Dólar cai abaixo de R$ 5 e pode ter menor cotação desde junho

Bolsa e câmbio sinalizavam nesta manhã de quarta-feira (23) a possibilidade de um novo dia de ganhos no mercado brasileiro, que segue atraente a investidores estrangeiros enquanto pairam sobre as principais economias globais incertezas quanto aos impactos inflacionários do conflito entre Rússia e Ucrânia.

Às 11h39 desta quarta-feira (23), o Ibovespa, referência do mercado acionário do país, subia 0,13%, a 113.044 pontos. O dólar recuava 0,83%, a R$ 5,0090. Mais cedo, a moeda americana havia caído a R$ 4,9980. Caso encerre o dia abaixo de R$ 5, será a primeira vez que isso ocorrerá desde 29 de junho, quando a divisa fechou valendo R$ 4,9420, segundo dados da agência CMA.

Investidores que já enxergavam o país como alternativa às baixas nas bolsas de economias desenvolvidas, agora, também podem estar avaliando o Brasil como refúgio de potenciais perdas no mercado da Rússia, uma vez que o país sofrerá sanções econômicas.

O presidente dos Estados Unidos, Joe Biden, anunciou medidas que impedirão o governo russo de fazer transações financeiras envolvendo títulos de sua dívida com empresas americanas e europeias.

Semelhanças entre as duas economias emergentes tendem a reposicionar em direção ao Brasil parte do fluxo de capital que antes iria para a Rússia.

Em uma lista com 24 moedas de países emergentes, o real apresentou o melhor retorno à vista frente ao dólar nesta terça, enquanto o rublo russo ocupou a antepenúltima posição, segundo dados compilados pela Bloomberg.

O principal índice de ações da Bolsa de Moscou subiu 1,58% nesta terça, mas com isso recuperou apenas uma pequena parte do tombo de 10,5% registrado na véspera.
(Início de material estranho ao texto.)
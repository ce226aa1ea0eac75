use crate::specifier::RequirementSpecifier;
use crate::types::Channel;
use serde::{Deserialize, Serialize};
use std::fs;
use std::path::Path;
use thiserror::Error;

#[derive(Debug, Error)]
pub enum DescriptorError {
    #[error("environment descriptor I/O error: {0}")]
    Io(#[from] std::io::Error),
    #[error("environment descriptor YAML error: {0}")]
    Yaml(#[from] serde_yaml::Error),
}

/// Minimal solver input: name, channels in priority order, and dependency lines.
///
/// Dependency lines are rendered specifiers (`name`, `name >=1.0`) or exact
/// pins (`name==1.2.3`), kept in the order they were supplied.
#[derive(Debug, Clone, PartialEq, Eq, Serialize, Deserialize)]
pub struct EnvironmentDescriptor {
    pub name: String,
    #[serde(default)]
    pub channels: Vec<Channel>,
    #[serde(default)]
    pub dependencies: Vec<String>,
}

impl EnvironmentDescriptor {
    pub fn new(
        name: impl Into<String>,
        channels: &[Channel],
        specifiers: &[RequirementSpecifier],
    ) -> Self {
        Self {
            name: name.into(),
            channels: channels.to_vec(),
            dependencies: specifiers.iter().map(ToString::to_string).collect(),
        }
    }

    /// Write the descriptor as YAML, creating parent directories and replacing any
    /// existing file.
    pub fn write_to(&self, path: impl AsRef<Path>) -> Result<(), DescriptorError> {
        let path = path.as_ref();
        if let Some(parent) = path.parent() {
            fs::create_dir_all(parent)?;
        }
        fs::write(path, serde_yaml::to_string(self)?)?;
        Ok(())
    }

    pub fn read_from(path: impl AsRef<Path>) -> Result<Self, DescriptorError> {
        let content = fs::read_to_string(path)?;
        Ok(serde_yaml::from_str(&content)?)
    }
}
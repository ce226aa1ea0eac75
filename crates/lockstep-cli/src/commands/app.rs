use super::{json_pretty, require_tools, EXIT_SUCCESS};
use lockstep_core::{Engine, InstallRequest};
use lockstep_runtime::tools::{CONDA_BUILD, POETRY};
use lockstep_runtime::{Operation, ToolPaths};
use lockstep_schema::BuildSystem;
use std::path::Path;

pub fn install(request: &InstallRequest, json: bool) -> Result<u8, String> {
    require_tools(
        BuildSystem::Conda,
        &[Operation::Install],
        &ToolPaths {
            conda: &request.conda,
            solver: None,
            conda_build: Path::new(CONDA_BUILD),
            poetry: Path::new(POETRY),
        },
    )?;
    let report = Engine::install_app(request).map_err(|e| e.to_string())?;
    if json {
        println!("{}", json_pretty(&report)?);
        return Ok(EXIT_SUCCESS);
    }
    println!(
        "installed {} into {}",
        report.package_name,
        report.prefix.display()
    );
    for link in &report.linked {
        println!("  linked {}", link.display());
    }
    for name in &report.missing {
        println!("  not provided: {name}");
    }
    Ok(EXIT_SUCCESS)
}
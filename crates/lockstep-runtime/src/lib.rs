//! External process plumbing for lockstep.
//!
//! This crate implements the execution layer: the pluggable `Solver` trait with
//! the conda-lock solver and a deterministic mock, the per-platform lock runner
//! (parallel fan-out with timeout and cancellation), invocation of the external
//! conda/conda-build/poetry/curl tools, and prerequisite checking.

pub mod mock;
pub mod prereq;
pub mod process;
pub mod runner;
pub mod solver;
pub mod tools;

pub use mock::MockSolver;
pub use prereq::{check_prereqs, format_missing, MissingPrereq, Operation, ToolPaths};
pub use process::{run_status, SolveControl};
pub use runner::{run_platforms, SolveJob};
pub use solver::{
    select_solver, CondaLockSolver, SolveRequest, Solver, SolverOptions, CONDA_LOCK,
};
pub use tools::Credentials;

use lockstep_schema::{DescriptorError, Platform};
use thiserror::Error;

#[derive(Debug, Error)]
pub enum RuntimeError {
    #[error("runtime I/O error: {0}")]
    Io(#[from] std::io::Error),
    #[error(transparent)]
    Descriptor(#[from] DescriptorError),
    #[error("solver '{0}' is not available on this system")]
    SolverUnavailable(String),
    #[error("no platforms requested")]
    NoPlatforms,
    #[error("platform '{0}' requested more than once")]
    DuplicatePlatform(Platform),
    #[error("solver failed for platform '{platform}' (exit code {}): {stderr}", code.map_or_else(|| "none".to_owned(), |c| c.to_string()))]
    SolverInvocationFailed {
        platform: Platform,
        code: Option<i32>,
        stderr: String,
    },
    #[error("solver for platform '{platform}' did not finish within {secs}s")]
    SolverTimedOut { platform: Platform, secs: u64 },
    #[error("solve for platform '{0}' was cancelled")]
    Cancelled(Platform),
    #[error("'{tool}' failed (exit code {})", code.map_or_else(|| "none".to_owned(), |c| c.to_string()))]
    ToolFailed { tool: String, code: Option<i32> },
    #[error("'{0}' was not found; install it or set its path in the manifest")]
    ToolNotFound(String),
}
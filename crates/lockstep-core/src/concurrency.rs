use crate::CoreError;
use fs2::FileExt;
use std::fs::{File, OpenOptions};
use std::path::{Path, PathBuf};
use std::sync::atomic::{AtomicBool, Ordering};
use tracing::debug;

/// File name of the advisory lock kept next to the manifest.
pub const PROJECT_LOCK_FILE: &str = ".lockstep.lock";

/// Exclusive advisory lock serialising lock operations on one project.
///
/// Released when dropped.
pub struct ProjectLock {
    lock_file: File,
    path: PathBuf,
}

fn open_lock_file(lock_path: &Path) -> Result<File, CoreError> {
    if let Some(parent) = lock_path.parent() {
        std::fs::create_dir_all(parent)?;
    }
    Ok(OpenOptions::new()
        .create(true)
        .write(true)
        .truncate(false)
        .open(lock_path)?)
}

impl ProjectLock {
    /// Block until the lock for the project rooted at `project_dir` is held.
    pub fn acquire(project_dir: &Path) -> Result<Self, CoreError> {
        let path = project_dir.join(PROJECT_LOCK_FILE);
        let file = open_lock_file(&path)?;
        file.lock_exclusive()
            .map_err(|e| CoreError::Io(std::io::Error::new(std::io::ErrorKind::WouldBlock, e)))?;
        debug!("acquired project lock {}", path.display());
        Ok(Self {
            lock_file: file,
            path,
        })
    }

    pub fn try_acquire(project_dir: &Path) -> Result<Option<Self>, CoreError> {
        let path = project_dir.join(PROJECT_LOCK_FILE);
        let file = open_lock_file(&path)?;
        match file.try_lock_exclusive() {
            Ok(()) => Ok(Some(Self {
                lock_file: file,
                path,
            })),
            Err(_) => Ok(None),
        }
    }

    pub fn path(&self) -> &Path {
        &self.path
    }
}

impl Drop for ProjectLock {
    fn drop(&mut self) {
        let _ = self.lock_file.unlock();
    }
}

static SHUTDOWN_REQUESTED: AtomicBool = AtomicBool::new(false);

/// First Ctrl-C cancels running solves; a second one exits immediately.
pub fn install_signal_handler() {
    let _ = ctrlc::set_handler(move || {
        if SHUTDOWN_REQUESTED.load(Ordering::SeqCst) {
            std::process::exit(1);
        }
        SHUTDOWN_REQUESTED.store(true, Ordering::SeqCst);
        eprintln!("\ncancellation requested, stopping solver processes...");
    });
}

pub fn shutdown_requested() -> bool {
    SHUTDOWN_REQUESTED.load(Ordering::SeqCst)
}

#[cfg(test)]
mod tests {
    use super::*;

    #[test]
    fn lock_acquire_and_release() {
        let dir = tempfile::tempdir().unwrap();
        {
            let lock = ProjectLock::acquire(dir.path()).unwrap();
            assert!(lock.path().exists());
            assert!(lock.path().ends_with(PROJECT_LOCK_FILE));
        }
    }

    #[test]
    fn try_acquire_returns_none_when_held() {
        let dir = tempfile::tempdir().unwrap();
        let _lock = ProjectLock::acquire(dir.path()).unwrap();
        let result = ProjectLock::try_acquire(dir.path()).unwrap();
        assert!(result.is_none());
    }

    #[test]
    fn lock_released_on_drop() {
        let dir = tempfile::tempdir().unwrap();
        {
            let _lock = ProjectLock::acquire(dir.path()).unwrap();
        }
        let lock2 = ProjectLock::try_acquire(dir.path()).unwrap();
        assert!(lock2.is_some());
    }
}
// Client-side access to the authentication service
//
// This module provides:
// - Request/response models for login, registration and admin stats
// - An HTTP client implementing the authentication collaborator
// - Session storage for the token handed back on success

pub mod auth_client;
pub mod errors;
pub mod session;
pub mod types;

// Re-export core types for easy access
pub use types::{
    AdminStats,
    AuthRequest,
    AuthResponse,
    ErrorBody,
    LoginRequest,
    RegisterRequest,
    RegistrationProfile,
    UserRecord,
};

// Re-export error types
pub use errors::{ClientError, ClientResult};

pub use auth_client::{AuthApi, AuthClient};
pub use session::{BrowserSession, InMemorySession, SessionSink, StoredSession};
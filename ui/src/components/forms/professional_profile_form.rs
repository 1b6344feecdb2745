use dioxus::prelude::*;

use crate::components::input::{InputType, ValidatedInput, ValidatedTextArea};
use crate::registration::*;

#[derive(Props, PartialEq, Clone)]
pub struct ProfessionalProfileFormProps {
    pub state: Signal<WizardState>,
    pub dispatch: EventHandler<WizardAction>,
}

/// Volunteer-only fields shown on step 1
#[component]
pub fn ProfessionalProfileForm(props: ProfessionalProfileFormProps) -> Element {
    let state = props.state;
    let dispatch = props.dispatch;
    let profile = state().profile;
    let disabled = state().submission_in_flight;
    let selected_area = profile.area;

    rsx! {
        div {
            class: "professional-profile",

            h3 {
                class: "form-subtitle",
                "Professional Information"
            }

            div {
                class: "input-section",
                label {
                    class: "input-label",
                    r#for: "professional-area",
                    "Area of practice:"
                }
                select {
                    id: "professional-area",
                    class: "input-field",
                    value: "{selected_area.as_str()}",
                    disabled: disabled,
                    onchange: move |evt| {
                        if let Ok(area) = evt.value().parse::<ProfessionalArea>() {
                            dispatch.call(WizardAction::SetProfessionalArea(area));
                        }
                    },
                    for area in ProfessionalArea::ALL {
                        option {
                            key: "{area.as_str()}",
                            value: "{area.as_str()}",
                            selected: area == selected_area,
                            "{area.icon()} {area.label()}"
                        }
                    }
                }
            }

            div {
                class: "input-section",
                label {
                    class: "input-label",
                    r#for: "professional-specialties",
                    "Specialties (comma separated):"
                }
                ValidatedInput {
                    id: "professional-specialties".to_string(),
                    value: profile.specialties,
                    placeholder: "e.g. Family Law, Asylum, Immigration".to_string(),
                    input_type: InputType::Text,
                    disabled: disabled,
                    on_change: move |value: String| {
                        dispatch.call(WizardAction::SetSpecialties(value));
                    }
                }
            }

            div {
                class: "input-section",
                label {
                    class: "input-label",
                    r#for: "professional-availability",
                    "Availability:"
                }
                ValidatedInput {
                    id: "professional-availability".to_string(),
                    value: profile.availability,
                    placeholder: "e.g. Weekends, Evenings".to_string(),
                    input_type: InputType::Text,
                    disabled: disabled,
                    on_change: move |value: String| {
                        dispatch.call(WizardAction::SetAvailability(value));
                    }
                }
            }

            div {
                class: "input-section",
                label {
                    class: "input-label",
                    r#for: "professional-experience",
                    "Experience:"
                }
                ValidatedTextArea {
                    id: "professional-experience".to_string(),
                    value: profile.experience,
                    placeholder: "Describe your professional experience...".to_string(),
                    disabled: disabled,
                    on_change: move |value: String| {
                        dispatch.call(WizardAction::SetExperience(value));
                    }
                }
            }
        }
    }
}
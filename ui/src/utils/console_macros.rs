/// Browser console logging with a millisecond timestamp prefix.
///
/// These wrap `gloo_console` and only work inside a browser; state and
/// service code logs through `tracing` instead.
#[macro_export]
macro_rules! console_info {
    ($fmt:expr) => {
        gloo_console::info!(format!("[{}] {}", js_sys::Date::now(), $fmt))
    };
    ($fmt:expr, $($arg:tt)*) => {
        gloo_console::info!(format!("[{}] {}", js_sys::Date::now(), format!($fmt, $($arg)*)))
    };
}

#[macro_export]
macro_rules! console_warn {
    ($fmt:expr) => {
        gloo_console::warn!(format!("[{}] {}", js_sys::Date::now(), $fmt))
    };
    ($fmt:expr, $($arg:tt)*) => {
        gloo_console::warn!(format!("[{}] {}", js_sys::Date::now(), format!($fmt, $($arg)*)))
    };
}

#[macro_export]
macro_rules! console_error {
    ($fmt:expr) => {
        gloo_console::error!(format!("[{}] {}", js_sys::Date::now(), $fmt))
    };
    ($fmt:expr, $($arg:tt)*) => {
        gloo_console::error!(format!("[{}] {}", js_sys::Date::now(), format!($fmt, $($arg)*)))
    };
}
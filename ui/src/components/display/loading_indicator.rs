use dioxus::prelude::*;

#[derive(Props, PartialEq, Clone)]
pub struct LoadingIndicatorProps {
    pub message: String,
}

#[component]
pub fn LoadingIndicator(props: LoadingIndicatorProps) -> Element {
    rsx! {
        div {
            class: "loading-indicator",
            role: "status",
            span { class: "loading-spinner", "⏳" }
            span { class: "loading-message", " {props.message}" }
        }
    }
}
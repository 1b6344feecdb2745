//! Request bodies built from the wizard state.
//!
//! One construction function per role keeps field presence decided by the
//! type instead of by conditionals.

use crate::registration::types::*;
use crate::services::client::{AuthRequest, LoginRequest, RegisterRequest, RegistrationProfile};

/// Splits comma-separated specialties, trimming and dropping empty entries
pub fn parse_specialties(input: &str) -> Vec<String> {
    input
        .split(',')
        .map(str::trim)
        .filter(|segment| !segment.is_empty())
        .map(str::to_string)
        .collect()
}

fn migrant_profile(categories: &CategorySelection) -> RegistrationProfile {
    RegistrationProfile::Migrant {
        need_categories: categories.codes().to_vec(),
    }
}

fn helper_profile(categories: &CategorySelection) -> RegistrationProfile {
    RegistrationProfile::Helper {
        help_categories: categories.codes().to_vec(),
    }
}

fn volunteer_profile(profile: &ProfessionalProfile) -> RegistrationProfile {
    RegistrationProfile::Volunteer {
        professional_area: profile.area,
        professional_specialties: parse_specialties(&profile.specialties),
        availability: profile.availability.clone(),
        experience: profile.experience.clone(),
    }
}

impl WizardState {
    /// Role-specific part of the registration body
    pub fn registration_profile(&self) -> RegistrationProfile {
        match self.role {
            Role::Migrant => migrant_profile(&self.categories),
            Role::Helper => helper_profile(&self.categories),
            Role::Volunteer => volunteer_profile(&self.profile),
        }
    }

    /// Exact request body for the active mode and role.
    ///
    /// Email and name are sent trimmed, the password as typed.
    pub fn build_payload(&self) -> AuthRequest {
        let credentials = &self.credentials;
        let email = credentials.email.trim().to_string();

        match self.mode {
            Mode::Login => AuthRequest::Login(LoginRequest {
                email,
                password: credentials.password.clone(),
            }),
            Mode::Register => AuthRequest::Register(RegisterRequest {
                email,
                password: credentials.password.clone(),
                name: credentials.name.trim().to_string(),
                languages: self.languages.clone(),
                profile: self.registration_profile(),
            }),
        }
    }
}
use dioxus::prelude::*;

#[derive(Props, PartialEq, Clone)]
pub struct StatCardProps {
    pub icon: &'static str,
    pub label: &'static str,
    pub value: u64,
    pub accent: &'static str,
}

#[component]
pub fn StatCard(props: StatCardProps) -> Element {
    let slug = props.label.to_lowercase().replace(' ', "-");

    rsx! {
        div {
            class: "stat-card",
            "data-testid": "stat-{slug}",
            div {
                class: "stat-icon {props.accent}",
                "{props.icon}"
            }
            p { class: "stat-label", "{props.label}" }
            p { class: "stat-value", "{props.value}" }
        }
    }
}
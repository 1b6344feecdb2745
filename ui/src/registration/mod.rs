//! Registration Wizard
//!
//! State machine behind the authentication page. It collects credentials,
//! a role and role-specific attributes, then submits either a login or a
//! registration request to the authentication service.
//!
//! # Flow
//!
//! - **Login**: a single step; `advance()` validates email and password and
//!   asks the caller to submit.
//! - **Register as migrant or helper**: step 1 collects name, email,
//!   password and role; step 2 collects needs (migrant) or offered help
//!   areas (helper). Submission requires at least one category.
//! - **Register as volunteer**: step 1 also collects the professional
//!   profile and submits directly.
//!
//! # Usage
//!
//! ```ignore
//! use ui::registration::{submit, Advance, WizardState};
//!
//! let mut state = WizardState::default();
//! if state.advance()? == Advance::Submit {
//!     submit(&mut state, &client, &session).await?;
//! }
//! ```

pub mod form_validation;
pub mod logic;
pub mod orchestrator;
pub mod payload;
pub mod types;

pub use form_validation::*;
pub use logic::{Advance, Retreat};
pub use orchestrator::{execute_submission, sign_out, submit};
pub use payload::parse_specialties;
pub use types::*;
use dioxus::prelude::*;

use crate::registration::sign_out;
use crate::services::client::{BrowserSession, UserRecord};
use crate::{console_error, console_info};

#[derive(Props, PartialEq, Clone)]
pub struct ProfilePageProps {
    pub user: UserRecord,
    /// Called once the stored session has been removed
    pub on_signed_out: EventHandler<()>,
}

/// Signed-in user's details with a logout button
#[component]
pub fn ProfilePage(props: ProfilePageProps) -> Element {
    let user = props.user;
    let on_signed_out = props.on_signed_out;
    let role_title = user.role_title();
    let bio = user.bio.clone().filter(|bio| !bio.trim().is_empty());

    let handle_logout = move |_: MouseEvent| match sign_out(&BrowserSession::default()) {
        Ok(()) => {
            console_info!("[Profile] Signed out");
            on_signed_out.call(());
        }
        Err(e) => {
            console_error!("[Profile] Sign out failed: {}", e);
        }
    };

    rsx! {
        div {
            class: "profile-page",
            "data-testid": "profile-page",

            h1 {
                class: "form-title",
                "Profile"
            }

            div {
                class: "profile-header",
                h2 {
                    "data-testid": "user-name",
                    "{user.name}"
                }
                p {
                    class: "profile-role",
                    "data-testid": "user-role",
                    "{role_title}"
                }
            }

            div {
                class: "profile-details",
                p {
                    "data-testid": "user-email",
                    "✉ {user.email}"
                }
                if !user.languages.is_empty() {
                    div {
                        class: "profile-languages",
                        for lang in user.languages.iter() {
                            span {
                                key: "{lang}",
                                class: "language-chip",
                                "{lang.to_uppercase()}"
                            }
                        }
                    }
                }
            }

            {bio.map(|bio| rsx! {
                div {
                    class: "profile-bio",
                    h3 { class: "form-subtitle", "About" }
                    p { "{bio}" }
                }
            })}

            button {
                class: "secondary-button logout-button",
                r#type: "button",
                "data-testid": "logout-button",
                onclick: handle_logout,
                "Log out"
            }
        }
    }
}
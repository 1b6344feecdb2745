use serde::{Deserialize, Serialize};

use crate::registration::types::{CategoryCode, ProfessionalArea, Role};

pub const LOGIN_ENDPOINT: &str = "/api/auth/login";
pub const REGISTER_ENDPOINT: &str = "/api/auth/register";
pub const ADMIN_STATS_ENDPOINT: &str = "/api/admin/stats";

/// Body of `POST /api/auth/login`
#[derive(Serialize, Deserialize, Debug, Clone, PartialEq)]
pub struct LoginRequest {
    pub email: String,
    pub password: String,
}

/// Role-specific part of a registration body.
///
/// The variant is written as the `role` field and its fields are merged
/// into the enclosing [`RegisterRequest`].
#[derive(Serialize, Deserialize, Debug, Clone, PartialEq)]
#[serde(tag = "role", rename_all = "lowercase")]
pub enum RegistrationProfile {
    Migrant {
        need_categories: Vec<CategoryCode>,
    },
    Helper {
        help_categories: Vec<CategoryCode>,
    },
    Volunteer {
        professional_area: ProfessionalArea,
        professional_specialties: Vec<String>,
        availability: String,
        experience: String,
    },
}

/// Body of `POST /api/auth/register`
#[derive(Serialize, Deserialize, Debug, Clone, PartialEq)]
pub struct RegisterRequest {
    pub email: String,
    pub password: String,
    pub name: String,
    pub languages: Vec<String>,
    #[serde(flatten)]
    pub profile: RegistrationProfile,
}

/// One of the two requests the wizard can submit
#[derive(Serialize, Debug, Clone, PartialEq)]
#[serde(untagged)]
pub enum AuthRequest {
    Login(LoginRequest),
    Register(RegisterRequest),
}

impl AuthRequest {
    pub fn endpoint(&self) -> &'static str {
        match self {
            AuthRequest::Login(_) => LOGIN_ENDPOINT,
            AuthRequest::Register(_) => REGISTER_ENDPOINT,
        }
    }

    pub fn is_registration(&self) -> bool {
        matches!(self, AuthRequest::Register(_))
    }
}

/// User record returned alongside the session token
#[derive(Serialize, Deserialize, Debug, Clone, PartialEq)]
pub struct UserRecord {
    pub id: String,
    pub email: String,
    pub name: String,
    pub role: String,
    #[serde(default)]
    pub bio: Option<String>,
    #[serde(default)]
    pub languages: Vec<String>,
    #[serde(default)]
    pub categories: Vec<String>,
    #[serde(default)]
    pub created_at: Option<String>,
}

impl UserRecord {
    pub fn is_admin(&self) -> bool {
        self.role == "admin"
    }

    /// Display name of the role; roles the wizard does not offer are shown as sent
    pub fn role_title(&self) -> String {
        match self.role.parse::<Role>() {
            Ok(role) => role.title().to_string(),
            Err(_) => self.role.clone(),
        }
    }
}

/// Successful login/register response
#[derive(Serialize, Deserialize, Debug, Clone, PartialEq)]
pub struct AuthResponse {
    pub token: String,
    pub user: UserRecord,
}

/// Error body returned on non-2xx responses.
///
/// `detail` is usually a string, but request validation failures carry a
/// list of objects instead.
#[derive(Deserialize, Debug, Clone, Default)]
pub struct ErrorBody {
    #[serde(default)]
    pub detail: Option<serde_json::Value>,
}

impl ErrorBody {
    pub fn message(&self) -> Option<String> {
        match &self.detail {
            Some(serde_json::Value::String(detail)) if !detail.trim().is_empty() => {
                Some(detail.clone())
            }
            _ => None,
        }
    }
}

/// Counters rendered on the admin dashboard
#[derive(Serialize, Deserialize, Debug, Clone, Copy, Default, PartialEq, Eq)]
pub struct AdminStats {
    #[serde(default)]
    pub total_users: u64,
    #[serde(default)]
    pub total_posts: u64,
    #[serde(default)]
    pub total_matches: u64,
}

#[cfg(test)]
mod tests {
    use super::*;
    use serde_json::json;

    #[test]
    fn test_user_record_ignores_unknown_fields() {
        let user: UserRecord = serde_json::from_value(json!({
            "id": "0b6f",
            "email": "ana@example.org",
            "name": "Ana",
            "role": "helper",
            "location": null,
            "languages": ["pt", "fr"],
            "created_at": "2025-03-01T10:00:00Z"
        }))
        .unwrap();

        assert_eq!(user.role, "helper");
        assert_eq!(user.languages, vec!["pt", "fr"]);
        assert!(user.categories.is_empty());
        assert!(!user.is_admin());
    }

    #[test]
    fn test_role_title() {
        let mut user: UserRecord = serde_json::from_value(json!({
            "id": "1", "email": "a@b.co", "name": "A", "role": "helper"
        }))
        .unwrap();
        assert_eq!(user.role_title(), "Helper");
        assert!(!user.is_admin());

        user.role = "admin".to_string();
        assert_eq!(user.role_title(), "admin");
        assert!(user.is_admin());
    }

    #[test]
    fn test_error_body_detail_variants() {
        let body: ErrorBody = serde_json::from_value(json!({"detail": "Invalid credentials"})).unwrap();
        assert_eq!(body.message().as_deref(), Some("Invalid credentials"));

        let body: ErrorBody = serde_json::from_value(json!({
            "detail": [{"loc": ["body", "email"], "msg": "value is not a valid email address"}]
        }))
        .unwrap();
        assert_eq!(body.message(), None);

        let body: ErrorBody = serde_json::from_value(json!({})).unwrap();
        assert_eq!(body.message(), None);
    }

    #[test]
    fn test_admin_stats_defaults_missing_counters() {
        let stats: AdminStats = serde_json::from_value(json!({"total_users": 12})).unwrap();
        assert_eq!(
            stats,
            AdminStats {
                total_users: 12,
                total_posts: 0,
                total_matches: 0
            }
        );
    }
}
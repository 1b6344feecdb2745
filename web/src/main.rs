use dioxus::prelude::*;
use ui::registration::Role;
use ui::services::client::{BrowserSession, SessionSink, StoredSession, UserRecord};
use ui::{AdminDashboard, ProfilePage, RegistrationService};

const MAIN_CSS: Asset = asset!("/assets/main.css");

fn main() {
    dioxus::launch(App);
}

#[component]
fn App() -> Element {
    rsx! {
        // Global app resources
        document::Link { rel: "stylesheet", href: MAIN_CSS }

        Router::<Route> {}
    }
}

#[derive(Clone, Routable, Debug, PartialEq)]
enum Route {
    #[route("/")]
    Home {},
    #[route("/register/:role")]
    Register { role: String },
    #[route("/profile")]
    Profile {},
    #[route("/admin")]
    Admin {},
}

/// Where a signed-in user lands
fn route_for(user: &UserRecord) -> Route {
    if user.is_admin() {
        Route::Admin {}
    } else {
        Route::Profile {}
    }
}

fn stored_session() -> Option<StoredSession> {
    BrowserSession::default().current().ok().flatten()
}

#[component]
fn Home() -> Element {
    let nav = navigator();
    let existing = use_hook(stored_session);
    let signed_in = existing.is_some();

    // Skip the wizard when a session is already stored
    use_effect(move || {
        if let Some(session) = &existing {
            nav.replace(route_for(&session.user));
        }
    });

    rsx! {
        div {
            if !signed_in {
                RegistrationService {
                    initial_role: None,
                    on_exit: move |_| nav.go_back(),
                    on_authenticated: move |user: UserRecord| {
                        nav.replace(route_for(&user));
                    }
                }
            }
        }
    }
}

#[component]
fn Register(role: String) -> Element {
    let nav = navigator();
    // Unknown roles fall back to the plain wizard
    let initial_role = role.parse::<Role>().ok();

    rsx! {
        div {
            RegistrationService {
                key: "{role}",
                initial_role: initial_role,
                on_exit: move |_| {
                    nav.push(Route::Home {});
                },
                on_authenticated: move |user: UserRecord| {
                    nav.replace(route_for(&user));
                }
            }
        }
    }
}

#[component]
fn Profile() -> Element {
    let nav = navigator();

    match stored_session() {
        Some(session) => rsx! {
            ProfilePage {
                user: session.user,
                on_signed_out: move |_| {
                    nav.replace(Route::Home {});
                }
            }
        },
        None => rsx! {
            SignInPrompt { message: "Please sign in to see your profile." }
        },
    }
}

#[component]
fn Admin() -> Element {
    let nav = navigator();

    match stored_session() {
        Some(session) if session.user.is_admin() => rsx! {
            AdminDashboard { token: session.token }
            button {
                class: "link-button",
                r#type: "button",
                onclick: move |_| {
                    nav.push(Route::Profile {});
                },
                "Profile"
            }
        },
        _ => rsx! {
            SignInPrompt { message: "Admin access required." }
        },
    }
}

#[component]
fn SignInPrompt(message: &'static str) -> Element {
    let nav = navigator();

    rsx! {
        div {
            class: "sign-in-prompt",
            p { "{message}" }
            button {
                class: "primary-button",
                r#type: "button",
                onclick: move |_| {
                    nav.push(Route::Home {});
                },
                "Back to sign in"
            }
        }
    }
}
Os ganhos mais óbvios no mercado brasileiro em meio à crise geopolítica vêm do petróleo, que subia 0,23% no final desta manhã, cotado a US$ 97,06 (R$ 491,17). Além de estar no seu maior nível de preços desde meados de 2014, a commodity poderá romper os US$ 100 neste ano, dizem analistas.

O pacote de atrativos do Brasil a investidores estrangeiros também conta com o real ainda desvalorizado frente ao dólar, ações baratas na Bolsa e, especialmente, uma taxa básica de juros (Selic) muito alta em relação às principais economias globais.

A taxa de juros do Brasil é de 10,75% ao ano, com expectativa de superar 12% ainda em 2022. Como a inflação prevista para o país está na casa de 5,5% para este ano, a diferença entre esses dois indicadores proporciona ganhos elevados com aplicações financeiras.

Nos Estados Unidos, onde a inflação na casa de 7% ao ano é a maior em quatro décadas, os juros permanecem perto de zero e só devem iniciar uma elevação gradual a partir do próximo mês.
Enquanto aguardam condições mais favoráveis no exterior, investidores podem estar tomando crédito barato no exterior para aplicar na Bolsa e no mercado financeiro brasileiro como um todo. É o que no jargão dos negócios costuma ser chamado de “carry trade”.

O índice da agência Bloomberg que acompanha esse tipo de negócio aponta alta de 5% neste ano, considerando o movimento global do dinheiro rumo a economias menos desenvolvidas.

O mercado acionário brasileiro acumula saldo positivo no fluxo de capital de investidores estrangeiros acima de R$ 50 bilhões neste ano, segundo dados da B3, a Bolsa de Valores do Brasil.

FONTE: Notícias ao Minuto Brasil / Folhapress.